Отныне богатые роды начали всеми способами искать себе точки опоры; они приобретали умение привлекать бедных людей, принимая на себя охрану их прав, приходя к ним на помощь и словом и делом, исполняя их поручения в городе, давая им деньги взаймы, делая подарки и держа открытым дом, чтобы выставить себя друзьями народа. Несколько родов соперничали друг с другом в этих заботах, все сильнее понуждая тем друг друга принимать обособленный характер партии; каждый род водружал свое собственное знамя; каждое направление, проявившееся в народе, имело своих представителей; не было их лишь у политики взаимного согласия. И Солон, основывавший свое влияние на соглашении граждан между собой, бессильно стоял среди борющихся партий и видел, как перед ним распадалось дело всей его жизни, он увидел, что судьба его страны снова поставлена в зависимость от кровавых переворотов и что государство, словно корабль перед самым входом в гавань, снова отброшено в пучину бушующего моря.
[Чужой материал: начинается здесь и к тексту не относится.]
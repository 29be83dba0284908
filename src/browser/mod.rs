//! Browser entry point: mounts a [`SidebarController`] on the live page.
//!
//! ARCHITECTURE
//! ============
//! The controller lives in `Rc<RefCell<_>>` held by a thread-local, so the
//! page keeps exactly one. DOM listeners and timer callbacks reach it through
//! [`Relay`]s that hold only a weak reference, wired after construction. A
//! handler that finds the controller already borrowed drops its event.

pub mod dom;
pub mod storage;
pub mod timer;

use std::cell::RefCell;
use std::rc::{Rc, Weak};

use wasm_bindgen::JsCast;
use wasm_bindgen::prelude::*;
use web_sys::Document;

use crate::config::{SidebarConfig, Selectors};
use crate::controller::SidebarController;
use crate::error::{SidebarError, SidebarResult};

use self::dom::DomBinding;
use self::storage::LocalStorageThemeStore;
use self::timer::BrowserScheduler;

/// Element whose text holds an optional JSON [`SidebarConfig`].
const CONFIG_ELEMENT_ID: &str = "sidebar-config";

pub type BrowserController = SidebarController<DomBinding, LocalStorageThemeStore, BrowserScheduler>;

thread_local! {
    static MOUNTED: RefCell<Option<Rc<RefCell<BrowserController>>>> = const { RefCell::new(None) };
}

type RelayFn<A, R> = Box<dyn Fn(A) -> R>;

/// Callback slot filled in once the receiver exists.
pub struct Relay<A, R> {
    target: Rc<RefCell<Option<RelayFn<A, R>>>>,
}

impl<A, R> Clone for Relay<A, R> {
    fn clone(&self) -> Self {
        Self { target: Rc::clone(&self.target) }
    }
}

impl<A, R> Default for Relay<A, R> {
    fn default() -> Self {
        Self { target: Rc::new(RefCell::new(None)) }
    }
}

impl<A, R: Default> Relay<A, R> {
    pub fn connect(&self, receiver: impl Fn(A) -> R + 'static) {
        *self.target.borrow_mut() = Some(Box::new(receiver));
    }

    /// Forward `arg`, or return `R::default()` if nothing is connected yet.
    pub fn call(&self, arg: A) -> R {
        match self.target.borrow().as_ref() {
            Some(receiver) => receiver(arg),
            None => {
                log::debug!("sidebar: relay called before connect");
                R::default()
            }
        }
    }
}

/// Render a thrown JS value for logs and errors.
pub(crate) fn describe_js(value: &JsValue) -> String {
    value.as_string().unwrap_or_else(|| format!("{value:?}"))
}

/// Install the panic hook and console logger, then mount once the document
/// has been parsed.
#[wasm_bindgen(start)]
pub fn start() {
    console_error_panic_hook::set_once();
    if let Err(err) = console_log::init_with_level(log::Level::Info) {
        web_sys::console::warn_1(&JsValue::from_str(&format!("sidebar: console logger unavailable: {err}")));
    }

    let Some(document) = web_sys::window().and_then(|w| w.document()) else {
        return;
    };
    if document.ready_state() == "loading" {
        let on_ready = Closure::once_into_js(auto_mount);
        let on_ready: &js_sys::Function = on_ready.unchecked_ref();
        if let Err(err) = document.add_event_listener_with_callback("DOMContentLoaded", on_ready) {
            log::warn!("sidebar: cannot wait for DOMContentLoaded: {}", describe_js(&err));
        }
    } else {
        auto_mount();
    }
}

/// Mount with an explicit JSON config, for pages that insert the sidebar
/// markup after load. Omitted config means defaults.
///
/// # Errors
///
/// Rejects invalid config, a missing window/document, or a second mount.
#[wasm_bindgen(js_name = mountSidebar)]
pub fn mount_sidebar(config_json: Option<String>) -> Result<(), JsValue> {
    let config = match config_json {
        Some(raw) => SidebarConfig::from_json(&raw),
        None => Ok(SidebarConfig::default()),
    }
    .map_err(|err| JsValue::from_str(&err.to_string()))?;
    mount(config).map_err(|err| JsValue::from_str(&err.to_string()))
}

fn auto_mount() {
    let Some(document) = web_sys::window().and_then(|w| w.document()) else {
        return;
    };
    let config = page_config(&document);
    if !page_has_sidebar(&document, &config.selectors) {
        // Left unmounted so `mountSidebar` can wire late markup; the saved
        // theme still applies to the document.
        log::debug!("sidebar: no sidebar markup on this page");
        if let Err(err) = restore_theme(config) {
            log::warn!("sidebar: {err}");
        }
        return;
    }
    if let Err(err) = mount(config) {
        log::warn!("sidebar: {err}");
    }
}

/// Inline config if present and valid, defaults otherwise.
fn page_config(document: &Document) -> SidebarConfig {
    let Some(raw) = document.get_element_by_id(CONFIG_ELEMENT_ID).and_then(|el| el.text_content()) else {
        return SidebarConfig::default();
    };
    match SidebarConfig::from_json(&raw) {
        Ok(config) => config,
        Err(err) => {
            log::warn!("sidebar: {err}; using defaults");
            SidebarConfig::default()
        }
    }
}

fn page_has_sidebar(document: &Document, selectors: &Selectors) -> bool {
    [&selectors.panel, &selectors.theme_toggle]
        .into_iter()
        .any(|selector| matches!(document.query_selector(selector), Ok(Some(_))))
}

/// Apply the persisted theme with a throwaway controller that never
/// subscribes anything.
fn restore_theme(config: SidebarConfig) -> SidebarResult<()> {
    let window = web_sys::window().ok_or_else(|| SidebarError::Dom("no window".into()))?;
    let document = window.document().ok_or_else(|| SidebarError::Dom("no document".into()))?;
    let ui = DomBinding::new(window.clone(), document, config.selectors.clone(), Relay::default());
    let store = LocalStorageThemeStore::new(&window);
    let scheduler = BrowserScheduler::new(window, Relay::default());
    SidebarController::new(config, ui, store, scheduler).restore_theme();
    Ok(())
}

fn mount(config: SidebarConfig) -> SidebarResult<()> {
    if MOUNTED.with(|slot| slot.borrow().is_some()) {
        return Err(SidebarError::Dom("sidebar already mounted".into()));
    }
    let window = web_sys::window().ok_or_else(|| SidebarError::Dom("no window".into()))?;
    let document = window.document().ok_or_else(|| SidebarError::Dom("no document".into()))?;

    let dispatch = Relay::default();
    let fire = Relay::default();
    let ui = DomBinding::new(window.clone(), document, config.selectors.clone(), dispatch.clone());
    let store = LocalStorageThemeStore::new(&window);
    let scheduler = BrowserScheduler::new(window, fire.clone());
    let controller = Rc::new(RefCell::new(SidebarController::new(config, ui, store, scheduler)));

    let weak = Rc::downgrade(&controller);
    dispatch.connect(move |event| with_controller(&weak, |c| c.handle(event)).unwrap_or_default());
    let weak = Rc::downgrade(&controller);
    fire.connect(move |token| {
        with_controller(&weak, |c| c.on_timer(token));
    });

    controller.borrow_mut().mount();
    MOUNTED.with(|slot| *slot.borrow_mut() = Some(controller));
    Ok(())
}

fn with_controller<R>(
    weak: &Weak<RefCell<BrowserController>>,
    action: impl FnOnce(&mut BrowserController) -> R,
) -> Option<R> {
    let controller = weak.upgrade()?;
    let Ok(mut guard) = controller.try_borrow_mut() else {
        log::debug!("sidebar: controller busy, dropping event");
        return None;
    };
    Some(action(&mut guard))
}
В этих условиях оказалось великим счастьем, что вследствие древнейшей совместной оседлости населения в самих Афинах и в их окрестностях страна была так прочно объединена, что могла считаться обеспеченной от распадения. Аттика без Афин была немыслима; иначе под влиянием различных семей, имевших в руках средства для введения тирании, образовались бы различные мелкие владения, подобные тем, на которые распалась Арголида. Теперь же речь шла лишь о том, кто из вождей партий всех искуснее и смелее сумеет воспользоваться своим положением и стать повелителем Афин и Аттики.
В борьбе партий тот имеет всегда значительное преимущество, кто намерен идти дальше других и опирается на ту часть населения, у которой скопилось больше недовольства. В данном случае такими людьми были бедняки, пастухи, угольщики и виноделы в горах. Они находили, что Солон не оправдал их ожиданий, они рассчитывали на прямые выгоды, на раздачу земель, на уравнение земельной собственности. Здесь было легче всего взволновать страсти; здесь пришлось бы иметь дело с людьми, которым нечего было терять и которые могли только выиграть от движения, здесь возбуждающее слово должно было найти благоприятную почву. Речь же нигде не была такой силой, как среди легко возбуждающегося и охочего послушать афинского народа. Поэтому образование в среде аттических эвпатридов издавна направлялось предпочтительно к развитию ораторского искусства, и та сила, которой Солон пользовался для блага страны, должна была теперь служить эгоистическим целям вожаков партий.